The Yellow Jackets signed 18 players in the first national signing period, among them Peach County’s Jaquez Jackson. Georgia Tech signed eight offensive players and 10 defensive players in December. That includes quarterback James Grantham, of Fitzgerald, who was a late flip from Virginia Tech.
Georgia Tech also got a transfer in January when offensive tackle Jack DeFoor transferred from Ole Miss. DeFoor (6-5, 200) will have to sit out this season, but will have three years to play. The Calhoun native considered the Yellow Jackets prior to signing with Ole Miss.

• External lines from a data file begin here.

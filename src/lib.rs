#![doc = include_str!("../README.md")]
#![allow(clippy::multiple_crate_versions)]

pub mod config;
pub mod context;
pub mod diagnostics;
pub mod error;
pub mod logging;
pub mod registry;
pub mod runtime;
pub mod scheduler;

pub use config::Config;
pub use context::{Dispatch, ReconciliationContext};
pub use diagnostics::{Counters, Diagnostics};
pub use error::{ConfigError, ReconcileError};
pub use registry::HandlerRegistry;
pub use runtime::{FlushTask, Runtime};
pub use scheduler::{FlushReport, RenderState, RootHandle, RootId, Scheduler};

#[doc(inline)]
pub use ripple_core::{
    DiffOptions, DuplicateKeyPolicy, Event, EventDetail, Handler, HandlerId, Identity, Key,
    Listener, NodeKind, NodePath, Patch, PatchOp, PatchSink, PropDelta, PropValue, Renderable,
    Str, VNode, diff, diff_with,
};
pub use ripple_core as model;
pub use ripple_reactive as reactive;
#[doc(inline)]
pub use ripple_reactive::{Binding, ObservableObject, Published, Signal, State};

pub use tracing as log;

pub mod prelude {
    //! Commonly used items.
    //!
    //! ```rust
    //! use ripple::prelude::*;
    //!
    //! let mut runtime = Runtime::default();
    //! let handle = runtime.mount_fn(|| VNode::text("hello"), Vec::<Patch>::new());
    //! assert_eq!(runtime.flush().cycles, 1);
    //! handle.unmount();
    //! ```
    pub use crate::{
        Binding, Config, Dispatch, Event, Listener, ObservableObject, Patch, PatchSink,
        Published, Renderable, RootHandle, Runtime, Signal, State, VNode,
    };
}
//! The reconciliation context.
//!
//! One [`ReconciliationContext`] owns everything that outlives a single render
//! cycle: the tree each root last patched into its host, the handler registry and
//! the diagnostics. The scheduler borrows it mutably for the duration of a flush;
//! hosts use it between flushes to dispatch events.

use std::collections::HashMap;

use ripple_core::{
    Event, HandlerDelta, HandlerId, Identity, PatchSink, VNode, diff_with,
};

use crate::{
    config::Config, diagnostics::Diagnostics, error::ReconcileError, registry::HandlerRegistry,
    scheduler::RootId,
};

/// Outcome of [`ReconciliationContext::dispatch`].
#[derive(Debug, Clone, Copy, PartialEq, Eq)]
#[must_use]
pub enum Dispatch {
    /// The handler was called.
    Delivered,
    /// The handler is not registered; nothing happened.
    Stale,
}

impl Dispatch {
    /// Returns `true` if the handler was called.
    #[must_use]
    pub const fn is_delivered(self) -> bool {
        matches!(self, Self::Delivered)
    }
}

/// Explicit owner of the state shared by every render cycle.
#[derive(Debug)]
pub struct ReconciliationContext {
    config: Config,
    registry: HandlerRegistry,
    retained: HashMap<RootId, VNode>,
    diagnostics: Diagnostics,
}

impl Default for ReconciliationContext {
    fn default() -> Self {
        Self::new(Config::default())
    }
}

impl ReconciliationContext {
    /// Creates an empty context.
    #[must_use]
    pub fn new(config: Config) -> Self {
        Self {
            config,
            registry: HandlerRegistry::new(),
            retained: HashMap::new(),
            diagnostics: Diagnostics::new(config.diagnostics_capacity),
        }
    }

    /// Returns the configuration.
    #[must_use]
    pub const fn config(&self) -> &Config {
        &self.config
    }

    /// Returns the diagnostics.
    #[must_use]
    pub const fn diagnostics(&self) -> &Diagnostics {
        &self.diagnostics
    }

    /// Returns the diagnostics for clearing.
    pub const fn diagnostics_mut(&mut self) -> &mut Diagnostics {
        &mut self.diagnostics
    }

    /// Returns `true` if `id` can currently be dispatched.
    #[must_use]
    pub fn is_registered(&self, id: HandlerId) -> bool {
        self.registry.contains(id)
    }

    /// Number of dispatchable handlers.
    #[must_use]
    pub fn handler_count(&self) -> usize {
        self.registry.len()
    }

    /// Number of roots whose tree is currently patched into a host.
    #[must_use]
    pub fn mounted_roots(&self) -> usize {
        self.retained.len()
    }

    /// Delivers `event` to the handler registered under `id`.
    ///
    /// A handler retired by an earlier render cycle is never called; the dispatch
    /// is counted as stale instead.
    pub fn dispatch(&mut self, id: HandlerId, event: &Event) -> Dispatch {
        let Some(listener) = self.registry.get(id).cloned() else {
            self.diagnostics.record(ReconcileError::HandlerNotFound(id));
            return Dispatch::Stale;
        };
        tracing::trace!(%id, event = event.name(), "dispatching");
        listener.call(event);
        Dispatch::Delivered
    }

    /// Diffs `tree` against the tree retained for `root`, synchronizes handlers and
    /// hands everything to `sink`. Returns the number of patches applied.
    pub(crate) fn reconcile(&mut self, root: RootId, tree: VNode, sink: &mut dyn PatchSink) -> usize {
        let old = self.retained.get(&root);
        let outcome = diff_with(old, &tree, &self.config.diff_options());
        let handlers = HandlerDelta::between(old, Some(&tree));

        for (path, ambiguity) in outcome.ambiguities {
            self.diagnostics.record(ReconcileError::StructuralAmbiguity {
                path,
                identity: Identity::Keyed(ambiguity.key),
                count: ambiguity.positions.len(),
            });
        }

        for id in handlers.retired {
            self.registry.retire(id);
            sink.handler_retired(id);
        }
        for listener in &handlers.registered {
            self.registry.register(listener);
            sink.handler_registered(listener.id(), listener);
        }

        let count = outcome.patches.len();
        tracing::trace!(%root, patches = count, "applying patches");
        for patch in outcome.patches {
            sink.apply_patch(patch);
        }

        self.retained.insert(root, tree);
        self.diagnostics.count_cycle(count);
        count
    }

    /// Forgets `root`: retires its handlers and drops its retained tree.
    pub(crate) fn teardown(&mut self, root: RootId, mut sink: Option<&mut dyn PatchSink>) {
        let Some(old) = self.retained.remove(&root) else {
            return;
        };
        for id in HandlerDelta::between(Some(&old), None).retired {
            self.registry.retire(id);
            if let Some(sink) = sink.as_deref_mut() {
                sink.handler_retired(id);
            }
        }
        self.diagnostics.count_teardown();
        tracing::debug!(%root, "root torn down");
    }
}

Georgia Tech has extended an offer to safety Thompson Rudolph of Spartanburg, South Carolina, as a preferred walk-on. He will be a third-generation Yellow Jacket, joining his grandfather John Rudolph (1957-59) and his uncle Coleman Rudolph (1989-92). Another preferred walk-on spot went to kicker Cliff Gandis of Greenville, South Carolina.
Until this year, National Signing Day was the biggest moment for high school recruits. That changed this year when the NCAA added an earlier signing day in December. Players had the option to sign early and end the process or they could continue to wait until the existing date in February.
It is estimated that nearly 72 percent of this year’s signees signed their letters of intent in December.
“The player pool has shrunk from a pool to a puddle,” said Tom Luginbill, ESPN’s national recruiting director. “The early signing period made an impact outside of the Power Five conferences, as well.”